Re: Who and what should I choose? Hmm, sounds like a tricky situation to be in! It sounds like you're putting a lot of pressure on yourself to be "gay". I think you should take the pressure of yourself by not worrying about choosing between boys and girls. Don't worry about the "Am I gay?" question for now and just think about you feel about both of these people. What do they mean to you? Can you picture yourself with either of them? You might find it helps you think a little clearer. My initial instinct tells me that if it doesn't feel "natural" to be with this girl, then maybe you feel uncomfortable about it. I don't think that anyone should start a relationship feeling uncomfortable. The question is, does your discomfort come from the fact you're not sure how you feel about her- or simply the fact that she's a girl? I'm sorry, I know it's confusing - if I could give you all the answers, I would!

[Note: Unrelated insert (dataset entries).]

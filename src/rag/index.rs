//! Persisted embedding index over the local market-data corpus.
//!
//! The index file carries a sha256 fingerprint of the corpus and the name of
//! the embedding model. Either changing invalidates it and triggers a rebuild.

use std::fs;
use std::path::Path;

use serde::{Deserialize, Serialize};
use sha2::{Digest, Sha256};

use super::engine::{load_corpus, RagEngine, TextChunk};
use super::vector_math::rank_descending_by_cosine;
use crate::core::errors::CapabilityError;
use crate::llm::LlmService;

const EMBED_BATCH: usize = 32;

#[derive(Debug, Clone, Serialize, Deserialize)]
struct IndexedChunk {
    chunk: TextChunk,
    embedding: Vec<f32>,
}

#[derive(Debug, Clone, Default, Serialize, Deserialize)]
pub struct VectorIndex {
    fingerprint: String,
    embedding_model: String,
    entries: Vec<IndexedChunk>,
}

impl VectorIndex {
    pub fn len(&self) -> usize {
        self.entries.len()
    }

    pub fn is_empty(&self) -> bool {
        self.entries.is_empty()
    }

    /// Loads the index at `index_path` if it still matches the corpus, otherwise rebuilds and saves it.
    pub async fn load_or_build(
        corpus_dir: &Path,
        index_path: &Path,
        engine: &RagEngine,
        llm: &LlmService,
        embedding_model: &str,
    ) -> Result<Self, CapabilityError> {
        let existing = Self::load(index_path);

        if !corpus_dir.is_dir() {
            return Ok(match existing {
                Some(index) => {
                    tracing::info!(
                        "Corpus dir {} missing, using persisted index ({} chunks)",
                        corpus_dir.display(),
                        index.len()
                    );
                    index
                }
                None => {
                    tracing::warn!(
                        "No corpus at {} and no persisted index, retrieval will return nothing",
                        corpus_dir.display()
                    );
                    Self::default()
                }
            });
        }

        let documents = load_corpus(corpus_dir).map_err(retrieval_error)?;
        let fingerprint = corpus_fingerprint(&documents);

        if let Some(index) = existing {
            if index.fingerprint == fingerprint && index.embedding_model == embedding_model {
                tracing::info!("Loaded vector index with {} chunks", index.len());
                return Ok(index);
            }
            tracing::info!("Corpus or embedding model changed, rebuilding vector index");
        }

        let index = Self::build(&documents, fingerprint, engine, llm, embedding_model).await?;
        index.save(index_path)?;
        tracing::info!(
            "Built vector index with {} chunks from {} documents",
            index.len(),
            documents.len()
        );
        Ok(index)
    }

    async fn build(
        documents: &[(String, String)],
        fingerprint: String,
        engine: &RagEngine,
        llm: &LlmService,
        embedding_model: &str,
    ) -> Result<Self, CapabilityError> {
        let chunks = engine.collect_from_documents(documents);
        let mut entries = Vec::with_capacity(chunks.len());

        for batch in chunks.chunks(EMBED_BATCH) {
            let texts: Vec<String> = batch.iter().map(|c| c.text.clone()).collect();
            let embeddings = llm.embed(&texts).await?;
            entries.extend(
                batch
                    .iter()
                    .cloned()
                    .zip(embeddings)
                    .map(|(chunk, embedding)| IndexedChunk { chunk, embedding }),
            );
        }

        Ok(Self {
            fingerprint,
            embedding_model: embedding_model.to_string(),
            entries,
        })
    }

    fn load(path: &Path) -> Option<Self> {
        let contents = fs::read_to_string(path).ok()?;
        match serde_json::from_str(&contents) {
            Ok(index) => Some(index),
            Err(err) => {
                tracing::warn!("Ignoring unreadable vector index {}: {}", path.display(), err);
                None
            }
        }
    }

    fn save(&self, path: &Path) -> Result<(), CapabilityError> {
        if let Some(parent) = path.parent() {
            fs::create_dir_all(parent).map_err(retrieval_error)?;
        }
        let contents = serde_json::to_string(self).map_err(retrieval_error)?;
        fs::write(path, contents).map_err(retrieval_error)
    }

    /// Top `k` chunks by cosine similarity to `query_embedding`.
    pub fn search(&self, query_embedding: &[f32], k: usize) -> Result<Vec<&TextChunk>, CapabilityError> {
        let candidates: Vec<Vec<f32>> = self.entries.iter().map(|e| e.embedding.clone()).collect();
        let ranked = rank_descending_by_cosine(query_embedding, &candidates)?;
        Ok(ranked
            .into_iter()
            .take(k)
            .map(|(idx, _)| &self.entries[idx].chunk)
            .collect())
    }
}

pub fn corpus_fingerprint(documents: &[(String, String)]) -> String {
    let mut hasher = Sha256::new();
    for (source, text) in documents {
        hasher.update(source.as_bytes());
        hasher.update([0u8]);
        hasher.update(text.as_bytes());
        hasher.update([0u8]);
    }
    hex::encode(hasher.finalize())
}

fn retrieval_error<E: std::fmt::Display>(err: E) -> CapabilityError {
    CapabilityError::Retrieval(err.to_string())
}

Hey Glenn The discomfort comes from both reasons you stated. They both mean quite a lot to me; I don't think either of them is 'more important' than the other. I can imagine myself with the guy, but not with the girl. I have no sexual attraction to her, but I fantasize about the guy a lot (sexually and romantically). I only have a bit of romantic feelings towards her. I feel like I love the guy much more though. I care about him and care for him much more than I do with the girl. There's this electricity I feel whenever I think of him or see him or whenever we look at each other. He makes me feel complete. He feels right. What I just described applies to the girl, but in lesser quantities (is that the right word?) - she doesn't feel right. Even though it sounds like my heart has decided, the thing with the girl really bothers me.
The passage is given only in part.